### How to complete this task
Could you retype, exactly as written, every line from the top of the records through the line that contains "pub fn log_startup(config: &Config)"?

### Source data

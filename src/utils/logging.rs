/// 日志工具模块
///
/// 提供日志初始化和批处理过程中的格式化输出
use tracing::info;

use crate::config::Config;

/// 初始化 tracing 订阅器（重复调用安全）
pub fn init() {
    let _ = tracing_subscriber::fmt()
        .with_env_filter(
            tracing_subscriber::EnvFilter::try_from_default_env()
                .unwrap_or_else(|_| tracing_subscriber::EnvFilter::new("info")),
        )
        .try_init();
}

/// 记录程序启动信息
pub fn log_startup(config: &Config) {
    info!("{}", "=".repeat(60));
    info!("🚀 程序启动 - 落地页批量转换模式");
    info!("📂 输入目录: {}", config.input_folder);
    info!("📂 输出目录: {}", config.output_folder);
    info!("🔧 转换模式: {}", config.mode);
    info!("{}", "=".repeat(60));
}

/// 记录找到的压缩包数量
pub fn log_archives_loaded(total: usize) {
    info!("✓ 找到 {} 个待处理的压缩包", total);
    info!("💡 按提交顺序逐个处理，单个失败不影响其余\n");
}

/// 记录单个压缩包开始处理
pub fn log_batch_item(index: usize, total: usize, file_name: &str) {
    info!("\n{}", "─".repeat(60));
    info!("📄 [{}/{}] {}", index, total, file_name);
    info!("{}", "─".repeat(60));
}

/// 打印最终统计信息
pub fn print_final_stats(succeeded: usize, total: usize) {
    info!("\n{}", "=".repeat(60));
    info!("📊 批处理完成统计");
    info!(
        "完成时间: {}",
        chrono::Local::now().format("%Y-%m-%d %H:%M:%S")
    );
    info!("✅ 成功: {}/{}", succeeded, total);
    info!("❌ 失败: {}", total - succeeded);
    info!("{}", "=".repeat(60));
}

### Written answer
filename src/utils/logging.rs
/// 日志工具模块
///
/// 提供日志初始化和批处理过程中的格式化输出
use tracing::info;

use crate::config::Config;

/// 初始化 tracing 订阅器（重复调用安全）
pub fn init() {
    let _ = tracing_subscriber::fmt()
        .with_env_filter(
            tracing_subscriber::EnvFilter::try_from_default_env()
                .unwrap_or_else(|_| tracing_subscriber::EnvFilter::new("info")),
        )
        .try_init();
}

/// 记录程序启动信息
pub fn log_startup(config: &Config) {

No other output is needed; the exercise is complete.